El pase a Argentinos y un encuentro con el futuro

Tras dejar River en 1973, Pellerano recaló en Argentinos Juniors, club que lo adoptó como referente y capitán. En La Paternal vivió su etapa más sólida como futbolista, con casi 180 partidos disputados en dos ciclos. Allí también se cruzó con Francis Cornejo, entrenador de infantiles, quien le presentó a un pibe del barrio que la rompía en los Cebollitas: Diego Armando Maradona.

Pellerano quedó impactado y no dudó en recomendarlo al cuerpo técnico. El DT, Juan Carlos Montes, decidió esperar unos meses. Pero el 20 de octubre de 1976, cuando Maradona estaba por cumplir 16 años, llegó el momento.

El debut del 10 y un vínculo eterno

Esa tarde, en el estadio de Argentinos, Diego Maradona hizo su primera aparición en Primera División frente a Talleres de Córdoba. Ingresó con la camiseta 16 en la derrota 1-0. Pellerano, que fue titular y capitán, lo acompañó en esa jornada histórica.

El defensor fue un guía dentro y fuera de la cancha.

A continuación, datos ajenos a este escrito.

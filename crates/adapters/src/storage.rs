// SPDX-License-Identifier: BUSL-1.1
// Copyright (c) 2026 Alfred Jean LLC

//! Object storage abstraction for audit artifacts.
//!
//! Keys are slash-separated paths, e.g.
//! `<checksum>/phpcs_wordpress/raw.json`. Implementations must be safe
//! for concurrent use.

use async_trait::async_trait;
use std::path::{Component, Path, PathBuf};
use thiserror::Error;

#[derive(Debug, Error)]
pub enum StorageError {
    #[error("invalid storage key: {0}")]
    InvalidKey(String),
    #[error("upload of {key} failed: {reason}")]
    Upload { key: String, reason: String },
    #[error("download of {key} failed: {reason}")]
    Download { key: String, reason: String },
}

/// Adapter for the artifact object store.
#[async_trait]
pub trait StorageProvider: Send + Sync {
    async fn upload(&self, key: &str, bytes: &[u8]) -> Result<(), StorageError>;
    async fn download(&self, key: &str) -> Result<Vec<u8>, StorageError>;
}

/// Filesystem-backed store: keys become paths under a root directory.
#[derive(Debug, Clone)]
pub struct LocalStorage {
    root: PathBuf,
}

impl LocalStorage {
    pub fn new(root: impl Into<PathBuf>) -> Self {
        Self { root: root.into() }
    }

    /// Resolve a key below the root. Keys must be relative and must not
    /// step upward.
    fn resolve(&self, key: &str) -> Result<PathBuf, StorageError> {
        let rel = Path::new(key);
        let escapes = rel.components().any(|c| {
            matches!(
                c,
                Component::ParentDir | Component::RootDir | Component::Prefix(_)
            )
        });
        if key.is_empty() || escapes {
            return Err(StorageError::InvalidKey(key.to_string()));
        }
        Ok(self.root.join(rel))
    }
}

#[async_trait]
impl StorageProvider for LocalStorage {
    async fn upload(&self, key: &str, bytes: &[u8]) -> Result<(), StorageError> {
        let path = self.resolve(key)?;
        if let Some(parent) = path.parent() {
            tokio::fs::create_dir_all(parent)
                .await
                .map_err(|e| StorageError::Upload {
                    key: key.to_string(),
                    reason: e.to_string(),
                })?;
        }
        tokio::fs::write(&path, bytes)
            .await
            .map_err(|e| StorageError::Upload {
                key: key.to_string(),
                reason: e.to_string(),
            })?;
        tracing::debug!(key, bytes = bytes.len(), "stored artifact");
        Ok(())
    }

    async fn download(&self, key: &str) -> Result<Vec<u8>, StorageError> {
        let path = self.resolve(key)?;
        tokio::fs::read(&path)
            .await
            .map_err(|e| StorageError::Download {
                key: key.to_string(),
                reason: e.to_string(),
            })
    }
}

#[cfg(any(test, feature = "test-support"))]
mod fake {
    use super::{StorageError, StorageProvider};
    use async_trait::async_trait;
    use parking_lot::Mutex;
    use std::collections::HashMap;
    use std::sync::Arc;

    struct FakeStorageState {
        objects: HashMap<String, Vec<u8>>,
        fail_substrings: Vec<String>,
    }

    /// In-memory store recording uploads; can be primed to fail keys.
    #[derive(Clone)]
    pub struct FakeStorage {
        inner: Arc<Mutex<FakeStorageState>>,
    }

    impl Default for FakeStorage {
        fn default() -> Self {
            Self {
                inner: Arc::new(Mutex::new(FakeStorageState {
                    objects: HashMap::new(),
                    fail_substrings: Vec::new(),
                })),
            }
        }
    }

    impl FakeStorage {
        pub fn new() -> Self {
            Self::default()
        }

        /// Fail any upload whose key contains `substring`.
        pub fn fail_uploads_containing(&self, substring: impl Into<String>) {
            self.inner.lock().fail_substrings.push(substring.into());
        }

        pub fn object(&self, key: &str) -> Option<Vec<u8>> {
            self.inner.lock().objects.get(key).cloned()
        }

        pub fn keys(&self) -> Vec<String> {
            let mut keys: Vec<String> = self.inner.lock().objects.keys().cloned().collect();
            keys.sort_unstable();
            keys
        }
    }

    #[async_trait]
    impl StorageProvider for FakeStorage {
        async fn upload(&self, key: &str, bytes: &[u8]) -> Result<(), StorageError> {
            let mut state = self.inner.lock();
            if state.fail_substrings.iter().any(|s| key.contains(s.as_str())) {
                return Err(StorageError::Upload {
                    key: key.to_string(),
                    reason: "scripted failure".to_string(),
                });
            }
            state.objects.insert(key.to_string(), bytes.to_vec());
            Ok(())
        }

        async fn download(&self, key: &str) -> Result<Vec<u8>, StorageError> {
            self.inner
                .lock()
                .objects
                .get(key)
                .cloned()
                .ok_or_else(|| StorageError::Download {
                    key: key.to_string(),
                    reason: "not found".to_string(),
                })
        }
    }
}

#[cfg(any(test, feature = "test-support"))]
pub use fake::FakeStorage;

#[cfg(test)]
#[path = "storage_tests.rs"]
mod tests;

Aconsejaba a Diego, dialogaba con su entorno, y se convirtió en una figura de confianza. El fútbol los separó: Maradona voló a Boca y luego a Europa; Pellerano emigró a Ecuador y pronto colgó los botines. Pero el vínculo nunca se rompió.

Un regalo que selló una amistad

Años después, en 1994, Diego fue entrenador de Deportivo Mandiyú y decidió convocar a su viejo compañero como ayudante. Compartieron vestuario, ideas y rutas: Maradona incluso le prestaba un auto a Pellerano para que viajara a Rosario a ver a su familia.

Al finalizar su etapa en Corrientes, Diego le regaló el Volkswagen Gol que Pellerano utilizaba, en un gesto de amistad genuina y gratitud. “Es tuyo, llévatelo”, le dijo el 10, como quien entrega mucho más que un objeto.

Se reencontraron en 2019, en un homenaje en el estadio de Argentinos. Diego lo abrazó como en los viejos tiempos, lo invitó a Estancia Chica y lo volvió a incluir en su círculo íntimo, esta vez desde su rol como técnico de Gimnasia.

Una dinastía de futbolistas: los Pellerano

Pero la historia de Ricardo no termina en su trayectoria personal. Su apellido dejó herencia en el fútbol sudamericano a través de sus hijos: Cristian y Hernán Pellerano, ambos con carreras extensas.

Cristian fue un mediocampista central de largo recorrido. Jugó más de 700 partidos profesionales, fue campeón en Argentina, México y Ecuador, y se transformó en uno de los futbolistas más laureados de la Copa Sudamericana, junto a Claudio Morel Rodríguez. Hernán, en tanto, fue defensor central y pasó por clubes como Newell’s, Vélez, Independiente, Olimpia y Alianza Lima.

Una vida entre leyendas

La figura de Ricardo Pellerano se engrandece desde la humildad. No fue estrella, pero vivió en carne propia dos nacimientos futbolísticos que marcaron la historia argentina. Compartió vestuario con Alonso, fue guía de Maradona, y sembró en sus hijos el amor por el juego.

Hay futbolistas que se miden por títulos. Otros, como él, por las huellas invisibles que dejaron en otros. Y esas, a veces, valen mucho más.